Влияние Спинозы на последующую философию было безмерно. И именно потому, что он, в противоположность Паскалю, не уклонился от возложенной на него Духом времени миссии. Думаю, что не будет преувеличением сказать, что не Декарт, а именно Спиноза должен быть назван отцом новой философии, если под философией разуметь миросозерцание в широком смысле этого слова, если искать в ней того, что греки называли πρωται αρχαί, ριζώματα πάντων или, как Плотин, τò τιμιώτατον.
Декарта, мы помним, мысли о Боге совершенно не тревожили. Если Бог не хочет и не может обманывать людей, если Бог по своей природе неизменен и всегда себе равен (оба «если» равнозначащи — оба служат условием возможности положительного, научного знания) — это все, что требуется. Большего от "совершенного существа" Декарт не ждал и ждать не хотел. Когда он провозгласил свое de omnibus dubitandum, он и не собирался точно во всем усомниться! Усомниться нужно было только в том, что кто бы то ни было во вселенной может мешать человеку создавать науку — физику, аналитическую геометрию, primam philosophiam. Он был вперед уверен, что если он останется один с собой, что если только злые, но могущественные гении или добрые, но непостоянные боги не станут мешать ему, то он создаст совершенное знание.
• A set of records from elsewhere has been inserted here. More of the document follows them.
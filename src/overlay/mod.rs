//! # Overlay Filesystem
//!
//! A read-only virtual namespace composed from several real files and
//! directories.
//!
//! - **`converter`**: maps one real source root onto one virtual target root.
//! - **`mount`**: a single `source:target` binding with eagerly enumerated,
//!   sorted listings of everything it exposes.
//! - **`mount_set`**: the ordered stack of mounts. The mount declared first
//!   has the highest precedence; a directory mount shadows the whole subtree
//!   under its target for every mount declared after it, a file mount shadows
//!   only its exact target path.
//!
//! ```
//! use std::sync::Arc;
//! use tmpl::filesystem::MemoryFS;
//! use tmpl::overlay::MountSet;
//!
//! let fs = MemoryFS::new();
//! fs.add_file_string("/project/templates/main", "main").unwrap();
//! fs.add_file_string("/shared/templates/main", "shared").unwrap();
//! fs.add_file_string("/shared/templates/footer", "footer").unwrap();
//!
//! let mounts = MountSet::new(
//!     Arc::new(fs),
//!     &["/project/templates:/t", "/shared/templates:/shared"],
//! )
//! .unwrap();
//!
//! assert_eq!(mounts.files("/t/*").unwrap(), ["/t/main"]);
//! assert_eq!(mounts.read_to_string("/shared/footer").unwrap(), "footer");
//! ```

pub mod converter;
pub mod mount;
pub mod mount_set;

pub use converter::PathConverter;
pub use mount::{Mount, MountSpec, Shadow};
pub use mount_set::MountSet;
Как мог решиться одинокий человек, вчера родившийся на свет и обреченный умереть завтра, как мог решиться он взять на свою личную индивидуальную ответственность такую гигантскую, казалось бы, непосильную задачу? И вот подите же: решился и нисколько даже не испугался. Наоборот, радовался и ликовал: Бог не вмешивается в наши дела. Бог вне нас или, лучше сказать. Бога нет. Явно, что Декарт даже не подозревал, что он затеял, провозгласив свои de omnibus dubitandum, clare et distincte и постоянного, неизменного Бога, не желающего и не могущего, если б он и пожелал, обмануть людей. Не подозревал, что с ним повторилось то, что было с древним Адамом. Роль змия сыграл тут незримый Дух времени (столь незримый, что сам Гегель, а за Гегелем и мы все готовы его принять не за мифологическое существо, а за чистое понятие). Eritis sicut dei scientes bonum et malum.[77] Гегель, много более беспечный, чем Декарт, прямо так и говорил, что, сорвавши плод с дерева познания, люди стали, как боги. Тайна исчезла из мира, все приняло резкие, определенные очертания, все стало ясным и отчетливым.
Вы понимаете теперь Паскаля. Всем существом своим он чувствовал, что ясность и отчетливость и постоянный Бог, который не может и не хочет обманывать людей, есть начало смерти и уничтожения. И Спиноза это чувствовал. Но пути Господа неисповедимы. Как пророк Исаия, Спиноза услышал голос Бога: кого пошлю, кто пойдет? И он ответил: вот я, пошли меня. И когда Бог повелел ему, пойди и скажи всем народам мира, — Спиноза пошел и сказал им те страшные слова, которые я уже приводил: воля и разум Бога имеют столько же общего с волей и разумом человека, сколько созвездие Пса с псом, лающим животным. Иначе говоря: написанное в Библии "человек создан по образу и подобию Божию" — ложь и выдумка. Правду знали греки, до которых дошла мудрость дальнего востока. Не Бог создал человека, а человек сам, преступно и нечестиво, вырвался к бытию. Бога, творца земли и неба, свободно создавшего человека, быть не должно. Такой Бог — миф. Такого Бога убить надо. И убить Его должен, по неисповедимым судьбам, тот, кто больше всех других любил его. Мы помним рассказ о том, как Бог искушал Авраама — велел ему принести себе в жертву единственного сына Исаака. Но в последнюю минуту ангел отвел руку отца-убийцы. Спинозе же пришлось довести до конца страшное дело. Ангел не прилетел и не отдел его руки, и тот, кто больше всего любил Бога, оказался Его убийцей.